Be mindful of the trade-offs between parallelism and performance, as not all tasks will benefit from parallelization. In some cases, the overhead of creating and managing parallel tasks may outweigh any potential speedup.
Test your parallel code thoroughly to ensure it is working correctly and efficiently, as debugging parallel code can be more difficult than debugging sequential code.
Keep in mind potential issues with exception handling, as exceptions thrown in parallel tasks may be propagated and require proper handling in the calling code.
Consider the target hardware and environment when designing parallel code, as factors like the number of available cores and memory limitations can impact performance and scalability.

Hashing

Hashing is a process of converting data into a fixed-size string of bytes, typically using a mathematical algorithm like SHA, MD5, etc. The output, called a hash, is a unique representation of the input data. A small change in the input data will result in a completely different hash, making it useful for verifying data integrity, securely storing passwords, and creating unique identifiers for data.

Hash based data structures, such as hash tables or hash sets, provide a fast and efficient way to look up or verify existing data. These data structures use hashing to determine the location of an item in memory, allowing for quick access and retrieval even in large datasets. This is particularly useful in parallel processing, where multiple threads or processes may be accessing the same data simultaneously.

Perigee fully embraces the hash structures as a way of providing better parallel processing for data sets.

Parallel write-safe structures

C# only has a few concurrent write-safe structures. You can find them under System.Collections.Concurrent.

The two primary concurrent classes we are interested in for this practice are:

ConcurrentBag
ConcurrentDictionary<K,V>

Both of these structures provide a thread safe, concurrent way of writing data back during a parallel loop. We'll use both of these while processing data in parallel.

Intro to Perigee Parallel

There are 3 main parallel concepts within Perigee:

Parallel processing lookup data for rapid existence and lookup checks
Parallel transforming records into a new type
Parallel iteration without a defined output.

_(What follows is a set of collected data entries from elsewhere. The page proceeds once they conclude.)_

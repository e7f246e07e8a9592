//! Hybrid beamformer interfaces.
//!
//! The capacity pipeline never reaches into BS/UAV state directly: it asks a
//! [`DigitalPrecoderProvider`] and a [`DigitalCombinerProvider`] for the fixed
//! analog stage and for per-trial digital matrices. Antenna indices follow
//! [`crate::physics::array::element_grid`].

use num_complex::Complex64;

use crate::error::{LinkError, Result};
use crate::physics::array::{array_side, steering_vector, PathAngles};
use crate::physics::CMatrix;

/// Transmit side of the link (the BS).
pub trait DigitalPrecoderProvider {
    fn tx_power_dbm(&self) -> f64;

    /// Fixed analog precoder `F_b`, shape `(N_T, N_RF)`.
    fn analog_precoder(&self) -> &CMatrix;

    /// Baseband precoder `B_b`, shape `(N_RF, num_streams)`, for the right
    /// singular vectors `v` of the effective channel.
    fn digital_precoder(&self, power_w: f64, num_streams: usize, v: &CMatrix) -> Result<CMatrix>;
}

/// Receive side of the link (the UAV).
pub trait DigitalCombinerProvider {
    /// Fixed analog combiner `F_ur`, shape `(N_RF, N_r)`.
    fn analog_combiner(&self) -> &CMatrix;

    /// Baseband combiner `B_ur`, shape `(num_streams, N_RF)`.
    fn digital_combiner(&self, u: &CMatrix) -> Result<CMatrix>;
}

/// Beam directions of an `n_rf` codebook: mean elevation, azimuths evenly
/// spread across `mean_azimuth +/- azimuth_spread`.
pub fn codebook_directions(
    mean_elevation_deg: f64,
    mean_azimuth_deg: f64,
    azimuth_spread_deg: f64,
    n_rf: usize,
) -> Vec<PathAngles> {
    (0..n_rf)
        .map(|k| {
            let offset = (2.0 * k as f64 + 1.0) / n_rf as f64 - 1.0;
            PathAngles::new(mean_elevation_deg, mean_azimuth_deg + offset * azimuth_spread_deg)
        })
        .collect()
}

/// Matched analog precoder: column `k` is `conj(a(beam_k)) / sqrt(N)`.
pub fn analog_precoder(beams: &[PathAngles], elements: usize) -> Result<CMatrix> {
    let side = array_side(elements)?;
    let scale = 1.0 / (elements as f64).sqrt();
    let mut f = CMatrix::zeros(elements, beams.len());
    for (k, beam) in beams.iter().enumerate() {
        let a = steering_vector(*beam, side);
        f.set_column(k, &(a.conjugate() * Complex64::from(scale)));
    }
    Ok(f)
}

/// Matched analog combiner: row `k` is `a(beam_k)^T / sqrt(N)`.
///
/// The channel applies receive steering vectors unconjugated, so the matched
/// combiner row conjugates them: `a^H`.
pub fn analog_combiner(beams: &[PathAngles], elements: usize) -> Result<CMatrix> {
    Ok(analog_precoder(beams, elements)?.transpose())
}

/// Equal power per stream: column `k` is `sqrt(P / N_s) * v_k / ||F_b v_k||`,
/// so the power radiated after the analog stage sums to `P`.
pub fn equal_power_precoder(
    f_b: &CMatrix,
    power_w: f64,
    num_streams: usize,
    v: &CMatrix,
) -> Result<CMatrix> {
    if v.ncols() != num_streams {
        return Err(LinkError::DimensionMismatch {
            op: "digital precoder streams",
            expected: num_streams,
            found: v.ncols(),
        });
    }
    if f_b.ncols() != v.nrows() {
        return Err(LinkError::DimensionMismatch {
            op: "digital precoder rows",
            expected: f_b.ncols(),
            found: v.nrows(),
        });
    }

    let per_stream = (power_w / num_streams as f64).sqrt();
    let mut b = v.clone();
    for k in 0..num_streams {
        let radiated = (f_b * v.column(k)).norm();
        // a stream the analog stage cannot radiate gets no power
        let gain = if radiated > 0.0 { per_stream / radiated } else { 0.0 };
        let mut column = b.column_mut(k);
        column *= Complex64::from(gain);
    }
    Ok(b)
}

/// Conjugate-transpose combiner, `U^H`.
pub fn matched_combiner(u: &CMatrix) -> CMatrix {
    u.adjoint()
}

#[cfg(test)]
mod tests {
    use super::*;
    use crate::physics::array::steering_matrix;

    #[test]
    fn test_codebook_spans_spread() {
        let beams = codebook_directions(90.0, 0.0, 60.0, 4);
        let az: Vec<f64> = beams.iter().map(|b| b.azimuth_deg).collect();
        assert_eq!(az, vec![-45.0, -15.0, 15.0, 45.0]);
        assert!(beams.iter().all(|b| b.elevation_deg == 90.0));

        let single = codebook_directions(80.0, 30.0, 60.0, 1);
        assert_eq!(single[0].azimuth_deg, 30.0);
    }

    #[test]
    fn test_analog_columns_unit_norm() {
        let beams = codebook_directions(90.0, 0.0, 60.0, 4);
        let f = analog_precoder(&beams, 64).unwrap();
        assert_eq!(f.shape(), (64, 4));
        for k in 0..4 {
            assert!((f.column(k).norm() - 1.0).abs() < 1e-12);
        }
        let w = analog_combiner(&beams, 16).unwrap();
        assert_eq!(w.shape(), (4, 16));
    }

    #[test]
    fn test_matched_beam_gain_is_sqrt_n() {
        // beam steered exactly at the path: |a^T conj(a)| / sqrt(N) = sqrt(N)
        let beam = PathAngles::new(60.0, 20.0);
        let f = analog_precoder(&[beam], 16).unwrap();
        let a = steering_matrix(&[beam], 4);
        let g = (a.transpose() * &f)[(0, 0)];
        assert!((g.norm() - 4.0).abs() < 1e-9);
    }

    #[test]
    fn test_equal_power_precoder_radiates_budget() {
        let beams = codebook_directions(90.0, 0.0, 60.0, 4);
        let f_b = analog_precoder(&beams, 64).unwrap();
        let v = CMatrix::identity(4, 2);
        let b = equal_power_precoder(&f_b, 2.0, 2, &v).unwrap();
        let radiated = (&f_b * &b).norm_squared();
        assert!((radiated - 2.0).abs() < 1e-9);
    }

    #[test]
    fn test_equal_power_precoder_checks_streams() {
        let f_b = CMatrix::identity(4, 4);
        let v = CMatrix::identity(4, 2);
        let err = equal_power_precoder(&f_b, 1.0, 3, &v).unwrap_err();
        assert!(matches!(err, LinkError::DimensionMismatch { expected: 3, found: 2, .. }));
    }
}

1 - Parallel Lookup Processing

We have two classes for easy parallel lookups:

GroupProcessor
SingleProcessor

Group Processor

The GroupProcessor allows for parallel execution over a list, DataTable, or other enumerable input. The "Group" is because it will perform a "GroupBy" on the input data, so that one input key may point to multiple input items. Original input items are retained, and the "key" is used as a hashed lookup. Let's look at some data and an example:

TypeCategory,Name
SteakRarity, Rare
SteakRarity, Medium-Rare
SteakRarity, Well Done
SteakType, T-Bone
SteakType, Flank

If you were to use a GroupProcessor on the data above, it would look as so:

using Perigee.Helpers;

//Get data, usually from a file, a database, or elsewhere
FoodCategories[] FoodCats = new FoodCategories[]
{
    new FoodCategories { TypeCategory = "SteakRarity", Name = "Rare" },
    new FoodCategories { TypeCategory = "SteakRarity", Name = "Medium-Rare" },
    new FoodCategories { TypeCategory = "SteakRarity", Name = "Well Done" },
    new FoodCategories { TypeCategory = "SteakType", Name = "T-Bone" },
    new FoodCategories { TypeCategory = "SteakType", Name = "Flank" }
};

//Perform parallel lookup
var gpCategoryLookup = FoodCats.ParallelProcessToGroupProcessor(f => f.TypeCategory);

public class FoodCategories { public string TypeCategory { get; set; } public string Name { get; set; } }

Once the data has been processed, you can perform existence checks and data retrieval all using hashed values. This means it's parallel existence check safe and parallel data retrieval safe.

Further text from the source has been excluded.